### Problem to solve:
Exactly reproduce the data from its first line through the line with "design matrix in", leaving out every line after it.

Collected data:

-- Opening Marker --

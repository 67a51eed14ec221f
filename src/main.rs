use std::process::ExitCode;

fn main() -> ExitCode {
    match roll_track::app::run() {
        Ok(()) => ExitCode::SUCCESS,
        Err(err) => {
            eprintln!("{err}");
            ExitCode::from(err.exit_code())
        }
    }
}
//! Least-squares polynomial fit of `y(x)`.
//!
//! Given samples `(x_i, y_i)` we build the Vandermonde design matrix in
//! descending powers and solve the ordinary least-squares problem with SVD.
//! The track fit always uses degree 15 (`TRACK_DEGREE`); the generic
//! `fit_polynomial` exists so lower degrees are testable with tight
//! round-trip tolerances, which the ill-conditioned degree-15 system does
//! not permit.

use nalgebra::{DMatrix, DVector};

use crate::domain::{TRACK_DEGREE, TrackSample};
use crate::error::{AppError, ErrorKind};
use crate::math::solve_least_squares;
use crate::track::TrackPoly;

/// Fit a degree-`TRACK_DEGREE` track polynomial to the samples.
///
/// Timestamps are ignored; the fit is `y` as a function of `x`.
pub fn fit_track(samples: &[TrackSample]) -> Result<TrackPoly, AppError> {
    let xs: Vec<f64> = samples.iter().map(|s| s.x).collect();
    let ys: Vec<f64> = samples.iter().map(|s| s.y).collect();
    let coeffs = fit_polynomial(&xs, &ys, TRACK_DEGREE)?;
    Ok(TrackPoly::new(coeffs))
}

/// Fit a polynomial of the given degree, returning coefficients in
/// descending powers (length `degree + 1`).
pub fn fit_polynomial(xs: &[f64], ys: &[f64], degree: usize) -> Result<Vec<f64>, AppError> {
    debug_assert_eq!(xs.len(), ys.len());

    let n = xs.len();
    let cols = degree + 1;
    if n < cols {
        return Err(AppError::new(
            ErrorKind::Fit,
            format!("degree-{degree} fit needs at least {cols} samples, got {n}"),
        ));
    }

    // SVD would still produce a minimum-norm answer for rank-deficient data
    // (e.g. every x duplicated), which is not the fit the caller asked for.
    // Require enough distinct abscissae up front.
    if distinct_count(xs) < cols {
        return Err(AppError::new(
            ErrorKind::Fit,
            format!("degenerate sample data: degree-{degree} fit needs {cols} distinct x values"),
        ));
    }

    let design = vandermonde(xs, degree);
    let y = DVector::from_column_slice(ys);

    let solution = solve_least_squares(&design, &y).ok_or_else(|| {
        AppError::new(
            ErrorKind::Fit,
            format!("degenerate sample data: degree-{degree} least-squares system is singular"),
        )
    })?;

    Ok(solution.iter().copied().collect())
}

fn distinct_count(xs: &[f64]) -> usize {
    let mut sorted = xs.to_vec();
    sorted.sort_by(|a, b| a.partial_cmp(b).unwrap_or(std::cmp::Ordering::Equal));
    sorted.dedup();
    sorted.len()
}

/// Vandermonde matrix in descending powers: row i is
/// `[x_i^degree, ..., x_i, 1]`.
fn vandermonde(xs: &[f64], degree: usize) -> DMatrix<f64> {
    let cols = degree + 1;
    DMatrix::from_fn(xs.len(), cols, |r, c| xs[r].powi((degree - c) as i32))
}
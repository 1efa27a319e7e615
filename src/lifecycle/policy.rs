//! When months become eligible for rotation, and when sweeps run.

use std::time::Duration;

use serde::{Deserialize, Serialize};
use time::{Date, OffsetDateTime, Time, UtcOffset};

use crate::error::{Error, Result};
use crate::month::Month;

/// Shortest window that keeps every month still open for uploads live.
pub const MIN_RETENTION: Duration = Duration::from_secs(31 * 24 * 60 * 60);

/// How long months stay in live storage before rotation.
#[derive(Debug, Clone, Copy, PartialEq, Eq)]
pub struct RetentionWindow(Duration);

impl RetentionWindow {
    pub fn new(window: Duration) -> Result<Self> {
        if window < MIN_RETENTION {
            return Err(Error::Config(format!(
                "retention window of {}s is shorter than the upload window ({}s)",
                window.as_secs(),
                MIN_RETENTION.as_secs()
            )));
        }
        Ok(Self(window))
    }

    pub fn from_days(days: u32) -> Result<Self> {
        Self::new(Duration::from_secs(u64::from(days) * 24 * 60 * 60))
    }

    pub fn duration(&self) -> Duration {
        self.0
    }

    /// Months strictly before this one are eligible at `now`.
    pub fn cutoff(&self, now: OffsetDateTime) -> Month {
        Month::containing(now - self.0)
    }

    pub fn is_eligible(&self, month: Month, now: OffsetDateTime) -> bool {
        month < self.cutoff(now)
    }
}

impl Default for RetentionWindow {
    fn default() -> Self {
        Self(Duration::from_secs(93 * 24 * 60 * 60))
    }
}

/// Recurring wall-clock trigger, evaluated in UTC.
///
/// With `day` set the sweep runs once a month on that day; without it the
/// sweep runs every day at `hour:minute`. Config files spell "daily" as
/// `day = 0`.
#[derive(Debug, Clone, Copy, PartialEq, Eq, Serialize, Deserialize)]
#[serde(default)]
pub struct RotationSchedule {
    #[serde(deserialize_with = "day_or_daily", serialize_with = "daily_as_zero")]
    pub day: Option<u8>,
    pub hour: u8,
    pub minute: u8,
}

impl Default for RotationSchedule {
    fn default() -> Self {
        Self {
            day: Some(15),
            hour: 3,
            minute: 0,
        }
    }
}

impl RotationSchedule {
    pub fn daily(hour: u8, minute: u8) -> Self {
        Self {
            day: None,
            hour,
            minute,
        }
    }

    pub fn validate(&self) -> Result<()> {
        if let Some(day) = self.day {
            if !(1..=28).contains(&day) {
                return Err(Error::Config(format!(
                    "schedule day must be between 1 and 28, got {day}"
                )));
            }
        }
        self.time_of_day().map(|_| ())
    }

    /// First trigger strictly after `now`.
    pub fn next_after(&self, now: OffsetDateTime) -> Result<OffsetDateTime> {
        self.validate()?;
        let now = now.to_offset(UtcOffset::UTC);
        let at = self.time_of_day()?;

        let Some(day) = self.day else {
            let today = now.date().with_time(at).assume_utc();
            return Ok(if today > now {
                today
            } else {
                today + time::Duration::days(1)
            });
        };

        let mut month = Month::containing(now);
        loop {
            let date = Date::from_calendar_date(month.year(), month.month(), day)
                .map_err(|err| Error::Config(format!("invalid schedule day: {err}")))?;
            let candidate = date.with_time(at).assume_utc();
            if candidate > now {
                return Ok(candidate);
            }
            month = month.next();
        }
    }

    fn time_of_day(&self) -> Result<Time> {
        Time::from_hms(self.hour, self.minute, 0).map_err(|err| {
            Error::Config(format!(
                "invalid schedule time {:02}:{:02}: {err}",
                self.hour, self.minute
            ))
        })
    }
}

fn day_or_daily<'de, D>(deserializer: D) -> std::result::Result<Option<u8>, D::Error>
where
    D: serde::Deserializer<'de>,
{
    let day = u8::deserialize(deserializer)?;
    Ok((day != 0).then_some(day))
}

fn daily_as_zero<S>(day: &Option<u8>, serializer: S) -> std::result::Result<S::Ok, S::Error>
where
    S: serde::Serializer,
{
    serializer.serialize_u8(day.unwrap_or(0))
}

#[cfg(test)]
mod tests {
    use super::*;
    use time::macros::datetime;

    fn month(value: &str) -> Month {
        Month::parse(value).expect("month")
    }

    #[test]
    fn cutoff_matches_month_of_now_minus_window() {
        let window = RetentionWindow::from_days(93).expect("window");
        let now = datetime!(2024-05-20 12:00 UTC);
        // 2024-05-20 minus 93 days is 2024-02-17
        assert_eq!(window.cutoff(now), month("2024-02"));
        assert!(window.is_eligible(month("2024-01"), now));
        assert!(!window.is_eligible(month("2024-02"), now));
        assert!(!window.is_eligible(month("2024-04"), now));
    }

    #[test]
    fn short_windows_are_rejected() {
        assert!(matches!(
            RetentionWindow::from_days(7),
            Err(Error::Config(_))
        ));
        assert!(RetentionWindow::from_days(31).is_ok());
    }

    #[test]
    fn minimum_window_never_rotates_previous_month() {
        let window = RetentionWindow::new(MIN_RETENTION).expect("window");
        for now in [
            datetime!(2024-03-01 00:00 UTC),
            datetime!(2024-03-31 23:59 UTC),
            datetime!(2024-01-15 12:00 UTC),
        ] {
            let previous = Month::containing(now).previous();
            assert!(!window.is_eligible(previous, now), "{now}");
        }
    }

    #[test]
    fn monthly_schedule_next_trigger() {
        let schedule = RotationSchedule::default();
        assert_eq!(
            schedule
                .next_after(datetime!(2024-05-10 08:00 UTC))
                .expect("next"),
            datetime!(2024-05-15 03:00 UTC)
        );
        assert_eq!(
            schedule
                .next_after(datetime!(2024-05-15 03:00 UTC))
                .expect("next"),
            datetime!(2024-06-15 03:00 UTC)
        );
        assert_eq!(
            schedule
                .next_after(datetime!(2024-12-20 00:00 UTC))
                .expect("next"),
            datetime!(2025-01-15 03:00 UTC)
        );
    }

    #[test]
    fn daily_schedule_next_trigger() {
        let schedule = RotationSchedule::daily(3, 30);
        assert_eq!(
            schedule
                .next_after(datetime!(2024-05-10 01:00 UTC))
                .expect("next"),
            datetime!(2024-05-10 03:30 UTC)
        );
        assert_eq!(
            schedule
                .next_after(datetime!(2024-05-31 04:00 UTC))
                .expect("next"),
            datetime!(2024-06-01 03:30 UTC)
        );
    }

    #[test]
    fn invalid_schedules_are_config_errors() {
        let bad_day = RotationSchedule {
            day: Some(31),
            ..RotationSchedule::default()
        };
        assert!(matches!(bad_day.validate(), Err(Error::Config(_))));
        let bad_hour = RotationSchedule::daily(24, 0);
        assert!(matches!(bad_hour.validate(), Err(Error::Config(_))));
    }
}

-- Closing Marker --

### Expected answer:
repository 67a51eed14ec221f
filename src/main.rs
use std::process::ExitCode;

fn main() -> ExitCode {
    match roll_track::app::run() {
        Ok(()) => ExitCode::SUCCESS,
        Err(err) => {
            eprintln!("{err}");
            ExitCode::from(err.exit_code())
        }
    }
}
//! Least-squares polynomial fit of `y(x)`.
//!
//! Given samples `(x_i, y_i)` we build the Vandermonde design matrix in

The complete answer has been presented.